DIRECTIONS FOR THIS TASK: Please copy out the lines in the entries that contain "MerchantAccountId".

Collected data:
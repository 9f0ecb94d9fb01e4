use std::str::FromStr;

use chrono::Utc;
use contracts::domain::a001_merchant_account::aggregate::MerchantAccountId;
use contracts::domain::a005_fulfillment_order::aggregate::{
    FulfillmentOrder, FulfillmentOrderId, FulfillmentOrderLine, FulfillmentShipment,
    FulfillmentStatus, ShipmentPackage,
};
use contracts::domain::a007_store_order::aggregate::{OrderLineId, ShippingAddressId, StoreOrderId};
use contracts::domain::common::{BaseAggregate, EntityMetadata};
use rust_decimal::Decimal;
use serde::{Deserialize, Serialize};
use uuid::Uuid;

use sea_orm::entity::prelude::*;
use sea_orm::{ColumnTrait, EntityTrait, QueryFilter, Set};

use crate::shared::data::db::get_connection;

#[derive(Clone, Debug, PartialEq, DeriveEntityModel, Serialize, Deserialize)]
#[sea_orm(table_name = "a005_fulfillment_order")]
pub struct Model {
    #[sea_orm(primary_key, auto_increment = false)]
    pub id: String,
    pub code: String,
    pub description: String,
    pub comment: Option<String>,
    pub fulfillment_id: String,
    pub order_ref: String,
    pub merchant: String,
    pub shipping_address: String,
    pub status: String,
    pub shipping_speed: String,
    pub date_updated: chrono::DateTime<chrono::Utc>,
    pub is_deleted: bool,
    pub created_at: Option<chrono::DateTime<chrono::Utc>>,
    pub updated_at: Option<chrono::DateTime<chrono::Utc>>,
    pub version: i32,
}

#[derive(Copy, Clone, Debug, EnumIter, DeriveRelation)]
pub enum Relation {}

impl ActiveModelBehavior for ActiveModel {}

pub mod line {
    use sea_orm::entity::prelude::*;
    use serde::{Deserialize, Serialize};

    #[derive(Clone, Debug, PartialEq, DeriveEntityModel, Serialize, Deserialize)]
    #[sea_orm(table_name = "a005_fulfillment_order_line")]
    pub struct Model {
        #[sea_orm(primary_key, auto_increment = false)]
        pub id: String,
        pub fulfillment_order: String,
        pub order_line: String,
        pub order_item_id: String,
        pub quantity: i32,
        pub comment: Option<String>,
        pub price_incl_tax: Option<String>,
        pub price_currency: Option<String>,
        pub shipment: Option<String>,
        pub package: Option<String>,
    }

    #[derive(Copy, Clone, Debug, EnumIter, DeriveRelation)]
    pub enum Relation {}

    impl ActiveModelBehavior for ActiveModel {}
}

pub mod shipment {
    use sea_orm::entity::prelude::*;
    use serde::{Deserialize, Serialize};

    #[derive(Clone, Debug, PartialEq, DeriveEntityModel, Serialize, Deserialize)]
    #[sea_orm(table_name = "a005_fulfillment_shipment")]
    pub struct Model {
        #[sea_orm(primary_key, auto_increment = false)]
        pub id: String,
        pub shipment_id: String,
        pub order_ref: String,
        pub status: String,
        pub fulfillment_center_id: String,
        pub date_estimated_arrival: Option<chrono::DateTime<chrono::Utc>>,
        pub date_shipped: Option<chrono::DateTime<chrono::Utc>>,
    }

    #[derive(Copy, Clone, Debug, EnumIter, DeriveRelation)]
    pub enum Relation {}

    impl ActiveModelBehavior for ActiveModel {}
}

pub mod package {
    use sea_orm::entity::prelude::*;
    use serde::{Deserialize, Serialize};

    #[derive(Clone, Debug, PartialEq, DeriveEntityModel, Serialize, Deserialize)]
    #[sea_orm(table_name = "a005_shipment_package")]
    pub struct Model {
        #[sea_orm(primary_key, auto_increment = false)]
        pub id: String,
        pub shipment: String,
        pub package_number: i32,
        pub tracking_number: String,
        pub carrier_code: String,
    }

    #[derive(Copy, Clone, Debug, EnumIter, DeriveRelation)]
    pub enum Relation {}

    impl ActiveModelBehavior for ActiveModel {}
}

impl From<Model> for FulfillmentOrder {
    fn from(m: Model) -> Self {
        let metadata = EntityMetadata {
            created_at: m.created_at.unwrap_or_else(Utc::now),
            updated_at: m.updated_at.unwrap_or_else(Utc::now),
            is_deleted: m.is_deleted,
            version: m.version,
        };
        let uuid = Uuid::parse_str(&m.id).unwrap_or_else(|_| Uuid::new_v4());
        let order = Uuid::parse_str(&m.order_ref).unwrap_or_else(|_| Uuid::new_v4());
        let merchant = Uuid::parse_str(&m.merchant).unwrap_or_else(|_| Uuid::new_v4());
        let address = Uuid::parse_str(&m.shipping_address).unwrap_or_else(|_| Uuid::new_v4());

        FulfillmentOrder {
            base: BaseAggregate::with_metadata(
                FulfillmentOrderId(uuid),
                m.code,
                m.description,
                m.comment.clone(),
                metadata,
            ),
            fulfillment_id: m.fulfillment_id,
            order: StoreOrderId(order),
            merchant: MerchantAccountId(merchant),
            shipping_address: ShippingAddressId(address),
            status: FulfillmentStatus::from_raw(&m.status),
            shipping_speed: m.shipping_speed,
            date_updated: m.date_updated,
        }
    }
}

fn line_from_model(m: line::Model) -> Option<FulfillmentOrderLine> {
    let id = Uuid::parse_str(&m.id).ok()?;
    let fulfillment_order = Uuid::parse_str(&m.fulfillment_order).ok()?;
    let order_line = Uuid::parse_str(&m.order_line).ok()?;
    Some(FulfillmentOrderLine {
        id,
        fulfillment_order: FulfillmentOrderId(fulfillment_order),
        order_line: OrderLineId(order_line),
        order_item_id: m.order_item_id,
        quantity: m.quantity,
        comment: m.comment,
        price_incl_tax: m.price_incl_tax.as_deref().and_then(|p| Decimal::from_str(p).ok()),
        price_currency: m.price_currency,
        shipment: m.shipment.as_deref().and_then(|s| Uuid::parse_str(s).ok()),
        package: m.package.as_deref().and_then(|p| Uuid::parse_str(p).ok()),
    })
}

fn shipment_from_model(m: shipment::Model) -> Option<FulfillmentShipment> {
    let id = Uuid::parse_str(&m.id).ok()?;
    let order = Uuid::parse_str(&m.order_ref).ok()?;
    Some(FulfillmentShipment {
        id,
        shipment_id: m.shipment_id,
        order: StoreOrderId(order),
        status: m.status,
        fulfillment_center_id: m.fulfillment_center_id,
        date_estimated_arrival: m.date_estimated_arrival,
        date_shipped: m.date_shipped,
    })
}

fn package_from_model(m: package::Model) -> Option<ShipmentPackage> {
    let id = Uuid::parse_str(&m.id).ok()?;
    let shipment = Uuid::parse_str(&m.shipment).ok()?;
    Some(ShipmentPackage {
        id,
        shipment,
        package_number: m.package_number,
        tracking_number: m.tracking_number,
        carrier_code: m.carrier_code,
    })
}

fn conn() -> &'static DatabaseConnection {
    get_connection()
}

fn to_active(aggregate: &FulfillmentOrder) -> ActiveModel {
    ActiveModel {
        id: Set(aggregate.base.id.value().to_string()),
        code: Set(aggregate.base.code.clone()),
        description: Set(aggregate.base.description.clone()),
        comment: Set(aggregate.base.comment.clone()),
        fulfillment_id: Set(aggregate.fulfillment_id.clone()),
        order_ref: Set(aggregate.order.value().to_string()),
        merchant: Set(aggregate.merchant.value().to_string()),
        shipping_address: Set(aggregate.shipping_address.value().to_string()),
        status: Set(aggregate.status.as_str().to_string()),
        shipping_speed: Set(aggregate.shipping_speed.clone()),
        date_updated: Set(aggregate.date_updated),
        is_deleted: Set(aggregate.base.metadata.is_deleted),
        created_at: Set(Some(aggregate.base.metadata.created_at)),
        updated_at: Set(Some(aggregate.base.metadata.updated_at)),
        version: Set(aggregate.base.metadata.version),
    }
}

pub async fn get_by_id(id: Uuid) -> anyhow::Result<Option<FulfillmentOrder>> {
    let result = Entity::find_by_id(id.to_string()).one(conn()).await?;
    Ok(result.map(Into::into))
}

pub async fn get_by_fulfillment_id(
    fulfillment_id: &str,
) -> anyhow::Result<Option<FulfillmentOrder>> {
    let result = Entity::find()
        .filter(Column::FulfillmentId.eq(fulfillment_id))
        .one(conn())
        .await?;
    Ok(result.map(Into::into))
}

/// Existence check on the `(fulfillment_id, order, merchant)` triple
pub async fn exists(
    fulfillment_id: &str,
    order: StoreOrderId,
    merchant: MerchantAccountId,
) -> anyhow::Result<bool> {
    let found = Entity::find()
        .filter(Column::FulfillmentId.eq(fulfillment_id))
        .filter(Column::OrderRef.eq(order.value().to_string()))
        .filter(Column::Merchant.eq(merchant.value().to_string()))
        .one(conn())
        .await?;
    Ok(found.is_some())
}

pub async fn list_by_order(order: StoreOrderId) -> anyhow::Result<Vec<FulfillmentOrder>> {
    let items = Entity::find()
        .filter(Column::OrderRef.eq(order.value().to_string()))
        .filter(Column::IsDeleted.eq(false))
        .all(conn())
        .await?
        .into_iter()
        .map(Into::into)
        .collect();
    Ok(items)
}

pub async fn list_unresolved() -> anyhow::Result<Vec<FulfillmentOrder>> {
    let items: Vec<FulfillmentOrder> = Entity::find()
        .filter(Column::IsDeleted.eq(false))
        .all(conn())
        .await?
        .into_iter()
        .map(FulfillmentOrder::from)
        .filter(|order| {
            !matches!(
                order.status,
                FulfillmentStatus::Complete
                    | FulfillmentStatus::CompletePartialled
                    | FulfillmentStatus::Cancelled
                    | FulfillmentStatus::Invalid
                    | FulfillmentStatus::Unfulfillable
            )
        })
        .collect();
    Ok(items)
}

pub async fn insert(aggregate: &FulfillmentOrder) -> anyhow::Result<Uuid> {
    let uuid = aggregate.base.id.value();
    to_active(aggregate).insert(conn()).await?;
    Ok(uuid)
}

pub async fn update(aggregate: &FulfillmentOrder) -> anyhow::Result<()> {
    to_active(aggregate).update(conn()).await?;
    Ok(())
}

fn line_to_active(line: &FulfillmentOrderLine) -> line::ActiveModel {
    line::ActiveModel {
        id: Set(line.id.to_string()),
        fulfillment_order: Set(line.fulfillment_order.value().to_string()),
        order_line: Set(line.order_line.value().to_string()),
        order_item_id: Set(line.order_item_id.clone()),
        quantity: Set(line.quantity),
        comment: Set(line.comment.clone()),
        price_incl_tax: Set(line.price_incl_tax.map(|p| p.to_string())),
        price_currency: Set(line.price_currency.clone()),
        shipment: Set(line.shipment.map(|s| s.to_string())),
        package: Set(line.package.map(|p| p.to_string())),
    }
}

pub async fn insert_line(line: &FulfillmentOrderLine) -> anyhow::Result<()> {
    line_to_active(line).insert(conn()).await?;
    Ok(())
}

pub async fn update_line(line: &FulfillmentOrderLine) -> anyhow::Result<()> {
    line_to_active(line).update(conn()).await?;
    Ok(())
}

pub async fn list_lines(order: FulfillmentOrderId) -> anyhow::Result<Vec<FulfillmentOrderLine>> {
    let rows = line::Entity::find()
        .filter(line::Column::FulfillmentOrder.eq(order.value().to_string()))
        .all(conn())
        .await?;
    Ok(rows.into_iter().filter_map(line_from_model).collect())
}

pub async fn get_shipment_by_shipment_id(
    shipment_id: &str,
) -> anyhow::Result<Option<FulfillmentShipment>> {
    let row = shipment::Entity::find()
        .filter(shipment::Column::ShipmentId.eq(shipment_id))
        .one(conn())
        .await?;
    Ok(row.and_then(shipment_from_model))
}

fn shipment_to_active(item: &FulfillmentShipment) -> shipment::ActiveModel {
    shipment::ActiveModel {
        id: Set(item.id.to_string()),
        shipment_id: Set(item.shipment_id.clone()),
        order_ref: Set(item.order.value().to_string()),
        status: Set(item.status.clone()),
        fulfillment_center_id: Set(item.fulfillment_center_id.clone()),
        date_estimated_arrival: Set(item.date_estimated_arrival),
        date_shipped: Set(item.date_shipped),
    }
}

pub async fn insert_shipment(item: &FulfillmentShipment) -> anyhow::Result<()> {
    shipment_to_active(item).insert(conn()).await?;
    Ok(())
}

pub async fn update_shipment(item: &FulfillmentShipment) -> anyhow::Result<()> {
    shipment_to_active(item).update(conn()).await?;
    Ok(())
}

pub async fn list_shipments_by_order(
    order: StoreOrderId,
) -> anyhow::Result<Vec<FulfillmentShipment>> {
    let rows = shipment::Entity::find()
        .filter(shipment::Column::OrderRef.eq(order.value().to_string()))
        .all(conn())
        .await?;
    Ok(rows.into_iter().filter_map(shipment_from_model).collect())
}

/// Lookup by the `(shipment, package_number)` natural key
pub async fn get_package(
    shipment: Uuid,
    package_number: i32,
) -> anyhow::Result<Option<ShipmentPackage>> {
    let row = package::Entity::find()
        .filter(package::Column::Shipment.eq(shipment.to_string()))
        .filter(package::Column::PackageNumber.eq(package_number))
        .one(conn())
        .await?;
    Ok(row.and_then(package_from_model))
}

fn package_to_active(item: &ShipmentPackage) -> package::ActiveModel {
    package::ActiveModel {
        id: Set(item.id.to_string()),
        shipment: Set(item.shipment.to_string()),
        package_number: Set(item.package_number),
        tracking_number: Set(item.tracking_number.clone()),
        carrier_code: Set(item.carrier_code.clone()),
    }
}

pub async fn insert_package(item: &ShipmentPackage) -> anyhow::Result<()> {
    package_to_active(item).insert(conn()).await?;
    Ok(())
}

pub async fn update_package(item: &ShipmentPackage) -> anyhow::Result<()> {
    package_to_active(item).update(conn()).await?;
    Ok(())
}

RESPONSE BOX:
use contracts::domain::a001_merchant_account::aggregate::MerchantAccountId;
            merchant: MerchantAccountId(merchant),
    merchant: MerchantAccountId,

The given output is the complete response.